» **How to complete this task**:
Beginning at the first line of the data, print each line exactly, stopping after the line that contains "message-substring fallback covers".

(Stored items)
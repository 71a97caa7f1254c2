//! Classifies remote errors into the small algebra the breaker, retry policy, and caller all
//! reason about.
//!
//! A numeric-code table handles the well-known cases, a message-substring fallback covers
//! everything else, and one bucket (`Unknown`) catches whatever neither table recognizes.

use std::fmt;

/// Remote error code ranges and exact codes that map to a stable classification. Pulled from the
/// Binance USD-M futures error code reference; ranges collapse repetitive near-duplicate codes
/// (e.g. the block of "leverage not changed"-style codes) into one bucket rather than branching
/// per code.
const CLOCK_SKEW_CODES: &[i64] = &[-1021, -1099];
const AUTH_FAILURE_CODES: &[i64] = &[-1022, -2014, -2015];
const RATE_LIMIT_CODES: &[i64] = &[-1003, -1015];
const INSUFFICIENT_FUNDS_CODES: &[i64] = &[-2018, -2019];
const MARKET_CONDITION_CODES: &[i64] = &[-2021, -2022, -4131, -4164];
const TRANSIENT_CODES: &[i64] = &[-1000, -1001, -1006, -1007, -1016];

/// Client-side request errors: bad symbol, bad precision, reduce-only rejected, etc. Wide ranges
/// on the Binance futures API (-1100..=-1199 request formatting, -2010..=-2013 order rejections,
/// -4000..=-4999 futures-specific filter failures) collapse into this one bucket.
fn is_client_error_code(code: i64) -> bool {
    (-1199..=-1100).contains(&code)
        || (-2013..=-2010).contains(&code)
        || (-4999..=-4000).contains(&code)
}

/// The stable classification of a remote error. Drives retry eligibility, breaker effect, and
/// what a caller should do about it.
#[derive(Debug, Clone, PartialEq, Eq, thiserror::Error)]
pub enum GatewayError {
    #[error("operation canceled")]
    Canceled,
    #[error("transient remote error: {message}")]
    Transient { message: String },
    #[error("rate limited by remote: {message}")]
    RateLimited { message: String },
    #[error("authentication failed: {message}")]
    AuthFailure { message: String },
    #[error("clock skew: request timestamp outside recvWindow: {message}")]
    ClockSkew { message: String },
    #[error("client error {code}: {message} ({remedy})")]
    ClientError {
        code: i64,
        message: String,
        remedy: String,
    },
    #[error("insufficient funds: {message}")]
    InsufficientFunds { message: String },
    #[error("market condition rejected order: {message}")]
    MarketCondition { message: String },
    #[error("circuit breaker is open")]
    BreakerOpen,
    #[error("unclassified remote error (code={code:?}): {message}")]
    Unknown { code: Option<i64>, message: String },
}

impl GatewayError {
    /// Whether the caller (ExecutionEngine's retry loop, in practice) should retry this error.
    pub fn is_retryable(&self) -> bool {
        matches!(
            self,
            GatewayError::Transient { .. }
                | GatewayError::RateLimited { .. }
                | GatewayError::Unknown { .. }
        )
    }

    /// Whether this error should be fed to `CircuitBreaker::record_failure`. RateLimited and
    /// ClientError are deliberately excluded — the breaker models remote *health*, not caller
    /// mistakes or admission control.
    pub fn affects_breaker(&self) -> bool {
        matches!(
            self,
            GatewayError::Transient { .. }
                | GatewayError::AuthFailure { .. }
                | GatewayError::ClockSkew { .. }
                | GatewayError::Unknown { .. }
        )
    }
}

/// A parsed `{"code": ..., "msg": ...}` error envelope, pre-classification.
#[derive(Debug, Clone, PartialEq, Eq)]
pub struct RemoteError {
    pub code: i64,
    pub message: String,
}

impl fmt::Display for RemoteError {
    fn fmt(&self, f: &mut fmt::Formatter<'_>) -> fmt::Result {
        write!(f, "[{}] {}", self.code, self.message)
    }
}

/// Remediation text surfaced to operators, keyed by classification rather than by code — one
/// message per kind instead of a near-duplicate string for every code that falls in it.
fn remedy_for_client_error(message: &str) -> String {
    if message.contains("Precision") || message.contains("LOT_SIZE") || message.contains("PRICE_FILTER") {
        "amend quantity/price to the symbol's declared precision and retry".into()
    } else if message.contains("reduceOnly") || message.contains("ReduceOnly") {
        "position does not support a reduce-only order of this size; amend quantity".into()
    } else if message.contains("position side") || message.contains("positionSide") {
        "account position mode does not match the requested positionSide".into()
    } else {
        "amend the order parameters per the remote's message and retry".into()
    }
}

/// Classifies a parsed remote error into the taxonomy, consulting the numeric-code table first
/// and falling back to message substrings.
pub fn classify(error: &RemoteError) -> GatewayError {
    let code = error.code;
    let message = error.message.clone();

    if CLOCK_SKEW_CODES.contains(&code) {
        return GatewayError::ClockSkew { message };
    }
    if AUTH_FAILURE_CODES.contains(&code) {
        return GatewayError::AuthFailure { message };
    }
    if RATE_LIMIT_CODES.contains(&code) {
        return GatewayError::RateLimited { message };
    }
    if INSUFFICIENT_FUNDS_CODES.contains(&code) {
        return GatewayError::InsufficientFunds { message };
    }
    if MARKET_CONDITION_CODES.contains(&code) {
        return GatewayError::MarketCondition { message };
    }
    if TRANSIENT_CODES.contains(&code) {
        return GatewayError::Transient { message };
    }
    if is_client_error_code(code) {
        let remedy = remedy_for_client_error(&message);
        return GatewayError::ClientError {
            code,
            message,
            remedy,
        };
    }

    classify_message(code, &message)
}

/// Substring fallback for codes the table above doesn't recognize — kind-level patterns instead
/// of a per-message branch for every known string.
fn classify_message(code: i64, message: &str) -> GatewayError {
    let lower = message.to_ascii_lowercase();

    if lower.contains("too many requests") || lower.contains("429") {
        return GatewayError::RateLimited {
            message: message.to_string(),
        };
    }
    if lower.contains("timestamp") && (lower.contains("outside") || lower.contains("ahead")) {
        return GatewayError::ClockSkew {
            message: message.to_string(),
        };
    }
    if lower.contains("invalid api-key") || lower.contains("signature") || lower.contains("ip not allowed") {
        return GatewayError::AuthFailure {
            message: message.to_string(),
        };
    }
    if lower.contains("insufficient") || lower.contains("margin is insufficient") {
        return GatewayError::InsufficientFunds {
            message: message.to_string(),
        };
    }
    if lower.contains("would immediately trigger")
        || lower.contains("would immediately match")
        || lower.contains("no depth")
        || lower.contains("maintenance margin")
    {
        return GatewayError::MarketCondition {
            message: message.to_string(),
        };
    }
    if lower.contains("disconnected")
        || lower.contains("unexpected response")
        || lower.contains("internal server")
        || lower.contains("timeout")
    {
        return GatewayError::Transient {
            message: message.to_string(),
        };
    }
    if lower.contains("invalid symbol")
        || lower.contains("invalid quantity")
        || lower.contains("precision")
        || lower.contains("reduce")
        || lower.contains("position side")
    {
        return GatewayError::ClientError {
            code,
            remedy: remedy_for_client_error(message),
            message: message.to_string(),
        };
    }

    GatewayError::Unknown {
        code: Some(code),
        message: message.to_string(),
    }
}

/// Classifies a response body that failed to parse as JSON at all: unparseable JSON yields
/// `Unknown{raw}` rather than a panic.
pub fn classify_unparseable(raw: &str) -> GatewayError {
    GatewayError::Unknown {
        code: None,
        message: format!("unparseable response body: {raw}"),
    }
}

#[cfg(test)]
mod tests {
    use super::*;
    use rstest::rstest;

    fn remote(code: i64, message: &str) -> RemoteError {
        RemoteError {
            code,
            message: message.to_string(),
        }
    }

    #[rstest]
    #[case(-1021, "Timestamp for this request is outside of the recvWindow.")]
    fn clock_skew_by_code(#[case] code: i64, #[case] message: &str) {
        assert!(matches!(
            classify(&remote(code, message)),
            GatewayError::ClockSkew { .. }
        ));
    }

    #[test]
    fn clock_skew_is_not_retryable_but_affects_breaker() {
        let err = classify(&remote(-1021, "bad timestamp"));
        assert!(!err.is_retryable());
        assert!(err.affects_breaker());
    }

    #[test]
    fn rate_limited_is_retryable_but_does_not_affect_breaker() {
        let err = classify(&remote(-1003, "Too many requests; current limit is 1200"));
        assert!(matches!(err, GatewayError::RateLimited { .. }));
        assert!(err.is_retryable());
        assert!(!err.affects_breaker());
    }

    #[test]
    fn client_error_is_not_retryable_and_does_not_affect_breaker() {
        let err = classify(&remote(-1102, "Invalid quantity."));
        assert!(matches!(err, GatewayError::ClientError { .. }));
        assert!(!err.is_retryable());
        assert!(!err.affects_breaker());
    }

    #[test]
    fn transient_is_retryable_and_affects_breaker() {
        let err = classify(&remote(-1001, "Internal error; unable to process your request."));
        assert!(matches!(err, GatewayError::Transient { .. }));
        assert!(err.is_retryable());
        assert!(err.affects_breaker());
    }

    #[test]
    fn insufficient_funds_surfaces_without_retry_or_breaker_effect() {
        let err = classify(&remote(-2019, "Margin is insufficient."));
        assert!(matches!(err, GatewayError::InsufficientFunds { .. }));
        assert!(!err.is_retryable());
        assert!(!err.affects_breaker());
    }

    #[test]
    fn unrecognized_code_and_message_falls_back_to_unknown_but_is_retryable_once() {
        let err = classify(&remote(-9999, "something never seen before"));
        assert!(matches!(err, GatewayError::Unknown { .. }));
        assert!(err.is_retryable());
        assert!(err.affects_breaker());
    }

    #[test]
    fn message_fallback_classifies_rate_limit_outside_table() {
        let err = classify_message(-9001, "Too many requests; ban until 1700000");
        assert!(matches!(err, GatewayError::RateLimited { .. }));
    }

    #[test]
    fn unparseable_body_never_panics_and_is_unknown() {
        let err = classify_unparseable("<html>not json</html>");
        assert!(matches!(err, GatewayError::Unknown { code: None, .. }));
    }
}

» **Exercise output**:
repository 71a97caa7f1254c2
//! Classifies remote errors into the small algebra the breaker, retry policy, and caller all
//! reason about.
//!
//! A numeric-code table handles the well-known cases, a message-substring fallback covers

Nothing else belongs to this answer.